Collected data:

○ ○ ○ ○ ○

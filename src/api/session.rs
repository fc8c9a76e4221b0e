use std::collections::HashMap;
use std::time::{Duration, Instant};

use parking_lot::Mutex;
use rand::Rng;

/// Lifetime of a login session.
pub const SESSION_TTL: Duration = Duration::from_secs(7 * 24 * 60 * 60);

/// Name of the session cookie.
pub const SESSION_COOKIE: &str = "session";

/// Upper bound on live sessions; the oldest is evicted beyond this.
const MAX_SESSIONS: usize = 1024;

const SESSION_ID_LEN: usize = 32;

/// In-memory store of login sessions.
///
/// A session id is a random value handed out as a cookie after a successful
/// login. It is never derived from the access token, so leaking a cookie does
/// not leak the token. Sessions live only as long as the process; rotating
/// the token clears them all.
pub struct SessionStore {
    inner: Mutex<HashMap<String, Instant>>,
    ttl: Duration,
}

impl Default for SessionStore {
    fn default() -> Self {
        Self::new()
    }
}

impl SessionStore {
    pub fn new() -> Self {
        Self::with_ttl(SESSION_TTL)
    }

    pub fn with_ttl(ttl: Duration) -> Self {
        Self {
            inner: Mutex::new(HashMap::new()),
            ttl,
        }
    }

    pub fn ttl(&self) -> Duration {
        self.ttl
    }

    /// Issue a new session id.
    pub fn create(&self) -> String {
        let mut map = self.inner.lock();

        let now = Instant::now();
        let ttl = self.ttl;
        map.retain(|_, created| now.duration_since(*created) < ttl);

        if map.len() >= MAX_SESSIONS {
            if let Some(oldest) = map
                .iter()
                .min_by_key(|(_, created)| **created)
                .map(|(id, _)| id.clone())
            {
                map.remove(&oldest);
            }
        }

        let id: String = rand::thread_rng()
            .sample_iter(&rand::distributions::Alphanumeric)
            .take(SESSION_ID_LEN)
            .map(char::from)
            .collect();
        map.insert(id.clone(), now);
        id
    }

    /// True if `id` names a live session. Does not consume it.
    pub fn validate(&self, id: &str) -> bool {
        let mut map = self.inner.lock();
        match map.get(id) {
            Some(created) if created.elapsed() < self.ttl => true,
            Some(_) => {
                map.remove(id);
                false
            }
            None => false,
        }
    }

    pub fn revoke(&self, id: &str) -> bool {
        self.inner.lock().remove(id).is_some()
    }

    /// Drop every session.
    pub fn clear(&self) {
        let mut map = self.inner.lock();
        let dropped = map.len();
        map.clear();
        tracing::info!(dropped, "all sessions invalidated");
    }

    pub fn len(&self) -> usize {
        self.inner.lock().len()
    }

    pub fn is_empty(&self) -> bool {
        self.len() == 0
    }
}
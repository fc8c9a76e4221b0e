//! Exit gate: a single-use secret the shutdown path must present.
//!
//! Unlike the access token this value is deliberately readable through
//! [`ExitGate::status`]; it is an operator interlock, not a credential.

use chrono::{DateTime, Local};
use parking_lot::Mutex;
use rand::Rng;
use serde::Serialize;
use subtle::ConstantTimeEq;

const EXIT_TOKEN_LEN: usize = 8;

#[derive(Debug, Clone)]
struct ExitToken {
    value: String,
    set_at: DateTime<Local>,
}

/// Snapshot returned by the status route.
#[derive(Debug, Clone, PartialEq, Serialize)]
#[serde(rename_all = "camelCase")]
pub struct ExitGateStatus {
    pub configured: bool,
    pub token: Option<String>,
    pub set_at: Option<String>,
}

#[derive(Default)]
pub struct ExitGate {
    inner: Mutex<Option<ExitToken>>,
}

impl ExitGate {
    pub fn new() -> Self {
        Self::default()
    }

    /// Arm the gate with a fresh random token, replacing any previous one.
    pub fn set(&self) -> String {
        let value: String = rand::thread_rng()
            .sample_iter(&rand::distributions::Alphanumeric)
            .take(EXIT_TOKEN_LEN)
            .map(char::from)
            .collect();
        *self.inner.lock() = Some(ExitToken {
            value: value.clone(),
            set_at: Local::now(),
        });
        tracing::info!("exit gate armed");
        value
    }

    pub fn clear(&self) {
        if self.inner.lock().take().is_some() {
            tracing::info!("exit gate cleared");
        }
    }

    /// Check `candidate` and, on success, clear the gate in the same step.
    pub fn validate(&self, candidate: &str) -> bool {
        let mut guard = self.inner.lock();
        let matched = guard
            .as_ref()
            .is_some_and(|t| t.value.as_bytes().ct_eq(candidate.as_bytes()).into());
        if matched {
            *guard = None;
            tracing::info!("exit gate token accepted and consumed");
        }
        matched
    }

    /// Decide whether the process may exit. An unarmed gate never blocks.
    pub fn permit_exit(&self, candidate: Option<&str>) -> bool {
        if !self.is_armed() {
            return true;
        }
        candidate.is_some_and(|c| self.validate(c))
    }

    pub fn is_armed(&self) -> bool {
        self.inner.lock().is_some()
    }

    pub fn status(&self) -> ExitGateStatus {
        match self.inner.lock().as_ref() {
            Some(t) => ExitGateStatus {
                configured: true,
                token: Some(t.value.clone()),
                set_at: Some(t.set_at.format("%Y-%m-%d %H:%M:%S").to_string()),
            },
            None => ExitGateStatus {
                configured: false,
                token: None,
                set_at: None,
            },
        }
    }
}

○ ○ ○ ○ ○

Each entry above needs to be duplicated exactly.

### Answer to this task
filename src/api/session.rs
repository fc8c9a76e4221b0e
use std::collections::HashMap;
use std::time::{Duration, Instant};

use parking_lot::Mutex;
use rand::Rng;

/// Lifetime of a login session.
pub const SESSION_TTL: Duration = Duration::from_secs(7 * 24 * 60 * 60);

/// Name of the session cookie.
pub const SESSION_COOKIE: &str = "session";

/// Upper bound on live sessions; the oldest is evicted beyond this.
const MAX_SESSIONS: usize = 1024;

const SESSION_ID_LEN: usize = 32;

/// In-memory store of login sessions.
///
/// A session id is a random value handed out as a cookie after a successful
/// login. It is never derived from the access token, so leaking a cookie does
/// not leak the token. Sessions live only as long as the process; rotating
/// the token clears them all.
pub struct SessionStore {
    inner: Mutex<HashMap<String, Instant>>,
    ttl: Duration,
}

impl Default for SessionStore {
    fn default() -> Self {
        Self::new()
    }
}

impl SessionStore {
    pub fn new() -> Self {
        Self::with_ttl(SESSION_TTL)
    }

    pub fn with_ttl(ttl: Duration) -> Self {
        Self {
            inner: Mutex::new(HashMap::new()),
            ttl,
        }
    }

    pub fn ttl(&self) -> Duration {
        self.ttl
    }

    /// Issue a new session id.
    pub fn create(&self) -> String {
        let mut map = self.inner.lock();

        let now = Instant::now();
        let ttl = self.ttl;
        map.retain(|_, created| now.duration_since(*created) < ttl);

        if map.len() >= MAX_SESSIONS {
            if let Some(oldest) = map
                .iter()
                .min_by_key(|(_, created)| **created)
                .map(|(id, _)| id.clone())
            {
                map.remove(&oldest);
            }
        }

        let id: String = rand::thread_rng()
            .sample_iter(&rand::distributions::Alphanumeric)
            .take(SESSION_ID_LEN)
            .map(char::from)
            .collect();
        map.insert(id.clone(), now);
        id
    }

    /// True if `id` names a live session. Does not consume it.
    pub fn validate(&self, id: &str) -> bool {
        let mut map = self.inner.lock();
        match map.get(id) {
            Some(created) if created.elapsed() < self.ttl => true,
            Some(_) => {
                map.remove(id);
                false
            }
            None => false,
        }
    }

    pub fn revoke(&self, id: &str) -> bool {
        self.inner.lock().remove(id).is_some()
    }

    /// Drop every session.
    pub fn clear(&self) {
        let mut map = self.inner.lock();
        let dropped = map.len();
        map.clear();
        tracing::info!(dropped, "all sessions invalidated");
    }

    pub fn len(&self) -> usize {
        self.inner.lock().len()
    }

    pub fn is_empty(&self) -> bool {
        self.len() == 0
    }
}
repository fc8c9a76e4221b0e
//! Exit gate: a single-use secret the shutdown path must present.
//!
//! Unlike the access token this value is deliberately readable through
//! [`ExitGate::status`]; it is an operator interlock, not a credential.

use chrono::{DateTime, Local};
use parking_lot::Mutex;
use rand::Rng;
use serde::Serialize;
use subtle::ConstantTimeEq;

const EXIT_TOKEN_LEN: usize = 8;

#[derive(Debug, Clone)]
struct ExitToken {
    value: String,
    set_at: DateTime<Local>,
}

/// Snapshot returned by the status route.
#[derive(Debug, Clone, PartialEq, Serialize)]
#[serde(rename_all = "camelCase")]
pub struct ExitGateStatus {
    pub configured: bool,
    pub token: Option<String>,
    pub set_at: Option<String>,
}

#[derive(Default)]
pub struct ExitGate {
    inner: Mutex<Option<ExitToken>>,
}

impl ExitGate {
    pub fn new() -> Self {
        Self::default()
    }

    /// Arm the gate with a fresh random token, replacing any previous one.
    pub fn set(&self) -> String {
        let value: String = rand::thread_rng()
            .sample_iter(&rand::distributions::Alphanumeric)
            .take(EXIT_TOKEN_LEN)
            .map(char::from)
            .collect();
        *self.inner.lock() = Some(ExitToken {
            value: value.clone(),
            set_at: Local::now(),
        });
        tracing::info!("exit gate armed");
        value
    }

    pub fn clear(&self) {
        if self.inner.lock().take().is_some() {
            tracing::info!("exit gate cleared");
        }
    }

    /// Check `candidate` and, on success, clear the gate in the same step.
    pub fn validate(&self, candidate: &str) -> bool {
        let mut guard = self.inner.lock();
        let matched = guard
            .as_ref()
            .is_some_and(|t| t.value.as_bytes().ct_eq(candidate.as_bytes()).into());
        if matched {
            *guard = None;
            tracing::info!("exit gate token accepted and consumed");
        }
        matched
    }

    /// Decide whether the process may exit. An unarmed gate never blocks.
    pub fn permit_exit(&self, candidate: Option<&str>) -> bool {
        if !self.is_armed() {
            return true;
        }
        candidate.is_some_and(|c| self.validate(c))
    }

    pub fn is_armed(&self) -> bool {
        self.inner.lock().is_some()
    }

    pub fn status(&self) -> ExitGateStatus {
        match self.inner.lock().as_ref() {
            Some(t) => ExitGateStatus {
                configured: true,
                token: Some(t.value.clone()),
                set_at: Some(t.set_at.format("%Y-%m-%d %H:%M:%S").to_string()),
            },
            None => ExitGateStatus {
                configured: false,
                token: None,
                set_at: None,
            },
        }
    }
}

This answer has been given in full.